Linux-mm Archive on lore.kernel.org
 help / color / mirror / Atom feed
From: "Christian Brauner (Amutable)" <brauner@kernel.org>
To: Jann Horn <jannh@google.com>,
	 Linus Torvalds <torvalds@linuxfoundation.org>,
	 Oleg Nesterov <oleg@redhat.com>
Cc: "David Hildenbrand (Arm)" <david@kernel.org>,
	 Andrew Morton <akpm@linux-foundation.org>,
	 Qualys Security Advisory <qsa@qualys.com>,
	Kees Cook <kees@kernel.org>,  Minchan Kim <minchan@kernel.org>,
	linux-mm@kvack.org,  Suren Baghdasaryan <surenb@google.com>,
	Lorenzo Stoakes <ljs@kernel.org>,
	 "Liam R. Howlett" <liam@infradead.org>,
	Vlastimil Babka <vbabka@kernel.org>,
	 Mike Rapoport <rppt@kernel.org>, Michal Hocko <mhocko@suse.com>,
	 "Christian Brauner (Amutable)" <brauner@kernel.org>
Subject: [PATCH RFC v3 0/4] exec: introduce task_exec_state for exec-time metadata
Date: Wed, 20 May 2026 23:48:51 +0200	[thread overview]
Message-ID: <20260520-work-task_exec_state-v3-0-69f895bc1385@kernel.org> (raw)

This series relocates the dumpable mode and the user_namespace
captured at execve() from mm_struct onto a new per-task
task_exec_state structure that stays attached to the task for its
full lifetime.

__ptrace_may_access() and several /proc owner / visibility checks
need to consult two pieces of state for any observable task,
including zombies that have already gone through exit_mm(): the
dumpable mode and the user namespace captured at execve(). Both
live on mm_struct today, which exit_mm() clears from the task long
before the task is reaped.

A reader that races with do_exit() observes task->mm == NULL and
either fails the check or falls back to init_user_ns - which denies
legitimate access to non-dumpable zombies that were running in a
nested user namespace.

mm_struct loses ->user_ns and the dumpability bits in ->flags.
MMF_DUMPABLE_BITS is reserved so MMF_DUMP_FILTER_* layout exposed via
/proc/<pid>/coredump_filter stays stable. task->user_dumpable and its
exit_mm() snapshot are removed.

task_exec_state is the privilege domain established by an execve()
[1]. Within a thread group it is shared via refcount; across thread
groups each task has its own:

  - CLONE_VM siblings (thread-group members, io_uring workers)
    refcount-share the parent's exec_state.
  - Non-CLONE_VM clones (fork(), vfork() without CLONE_VM)
    allocate a fresh exec_state inheriting the parent's dumpable
    mode and user_ns.
  - execve() in the child allocates a fresh instance and installs
    it under task_lock + exec_update_lock via
    task_exec_state_replace().
  - Credential changes (setresuid, capset, ...) and
    prctl(PR_SET_DUMPABLE) update dumpability on the current
    task's exec_state, i.e. on the thread group's shared instance.

Behavioral change:

Kernel threads that briefly use a user mm via kthread_use_mm() no
longer inherit dumpability from the borrowed mm.

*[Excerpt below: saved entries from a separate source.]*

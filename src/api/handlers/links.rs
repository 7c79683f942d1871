//! Handlers for link lookup and access accounting.

use axum::{
    Json,
    extract::{Path, State},
};

use crate::api::dto::link::{AccessResponse, LinkResponse};
use crate::error::AppError;
use crate::state::AppState;

/// Lists all links in creation order.
///
/// # Endpoint
///
/// `GET /api/links`
pub async fn list_links_handler(State(state): State<AppState>) -> Json<Vec<LinkResponse>> {
    let now = state.registry.now();
    let links = state
        .registry
        .list()
        .into_iter()
        .map(|link| {
            let short_url = state.short_url(&link.short_id);
            LinkResponse::from_link(link, short_url, now)
        })
        .collect();

    Json(links)
}

/// Looks up one link without counting an access.
///
/// # Endpoint
///
/// `GET /api/links/{code}`
///
/// # Errors
///
/// - 404 if no link has this identifier
/// - 410 if the link is expired and expiry is enforced
pub async fn get_link_handler(
    Path(code): Path<String>,
    State(state): State<AppState>,
) -> Result<Json<LinkResponse>, AppError> {
    let link = state.registry.resolve(&code)?;
    let short_url = state.short_url(&link.short_id);

    Ok(Json(LinkResponse::from_link(
        link,
        short_url,
        state.registry.now(),
    )))
}

/// Records one access to a link.
///
/// # Endpoint
///
/// `POST /api/links/{code}/access`
///
/// # Response
///
/// ```json
/// { "short_id": "abc12", "access_count": 3 }
/// ```
///
/// # Errors
///
/// Returns 404 if no link has this identifier; nothing is recorded.
pub async fn record_access_handler(
    Path(code): Path<String>,
    State(state): State<AppState>,
) -> Result<Json<AccessResponse>, AppError> {
    let link = state.registry.record_access(&code)?;
    Ok(Json(link.into()))
}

Kthreads are not
ptraceable (PF_KTHREAD short-circuits __ptrace_may_access), so this
is observable only via /proc surfaces that a sufficiently privileged
reader can reach.

[1] https://lore.kernel.org/r/CAHk-=wj+NgoDH3GSicJ140SV8OoDd71pLmL3fgFEsTcgoMC6Og@mail.gmail.com

Signed-off-by: Christian Brauner (Amutable) <brauner@kernel.org>
---
Changes in v3:
- Restore alloc-fresh-and-inherit semantics for non-CLONE_VM clones.
  CLONE_VM siblings still refcount-share; fork() and other
  non-CLONE_VM clones get a fresh exec_state that inherits the
  parent's dumpable mode and user_ns. The v2 "every clone
  refcount-shares" model would have let any forked process in an
  Android zygote64 subtree influence dumpability of its siblings
  via prctl(PR_SET_DUMPABLE).
- Link to v2: https://patch.msgid.link/20260520-work-task_exec_state-v2-0-9ea88ceb09e6@kernel.org

Changes in v2:
- Drop dup-on-fork for non-CLONE_VM clones: every clone() variant
  refcount-shares the parent's task_exec_state; only execve()
  allocates a fresh one.  See "Behavioral changes" in the cover
  letter for the implications.
- Switch commit_creds() to update dumpability on the new
  task_exec_state (instead of dropping the set_dumpable() call
  entirely as in v1).  Drops the explicit smp_wmb()/smp_rmb() pair
  - RCU acquire/release on the cred pointer provides the ordering.
- Link to v1: https://patch.msgid.link/20260516-work-exit_mm-v1-1-76bcc7c2439d@kernel.org

---
Christian Brauner (Amutable) (4):
      sched/coredump: introduce enum task_dumpable
      exec: introduce struct task_exec_state
      ptrace: add ptracer_access_allowed()
      exec_state: relocate dumpable information

 arch/arm64/kernel/mte.c          |   6 +-
 drivers/firmware/efi/efi.c       |   1 -
 fs/coredump.c                    |  22 +++-----
 fs/exec.c                        |  39 ++++++-------
 fs/pidfs.c                       |  23 +++-----
 fs/proc/base.c                   |  39 ++++++-------
 include/linux/binfmts.h          |   2 +
 include/linux/coredump.h         |   4 ++
 include/linux/mm_types.h         |   9 ++-
 include/linux/ptrace.h           |   1 +
 include/linux/sched.h            |   6 +-
 include/linux/sched/coredump.h   |  47 ++++------------
 include/linux/sched/exec_state.h |  29 ++++++++++
 init/init_task.c                 |  10 ++++
 kernel/Makefile                  |   2 +-
 kernel/cred.c                    |   3 +-
 kernel/exec_state.c              | 116 +++++++++++++++++++++++++++++++++++++++
 kernel/exit.c                    |   1 -
 kernel/fork.c                    |  32 +++++++++--
 kernel/kthread.c                 |   1 -
 kernel/ptrace.c                  |  53 ++++++++++++------
 kernel/sys.c                     |   6 +-
 mm/init-mm.c                     |   1 -
 23 files changed, 301 insertions(+), 152 deletions(-)
---
base-commit: ab5fce87a778cb780a05984a2ca448f2b41aafbf
change-id: 20260520-work-task_exec_state-83209d8b3e53



             reply	other threads:[~2026-05-20 21:49 UTC|newest]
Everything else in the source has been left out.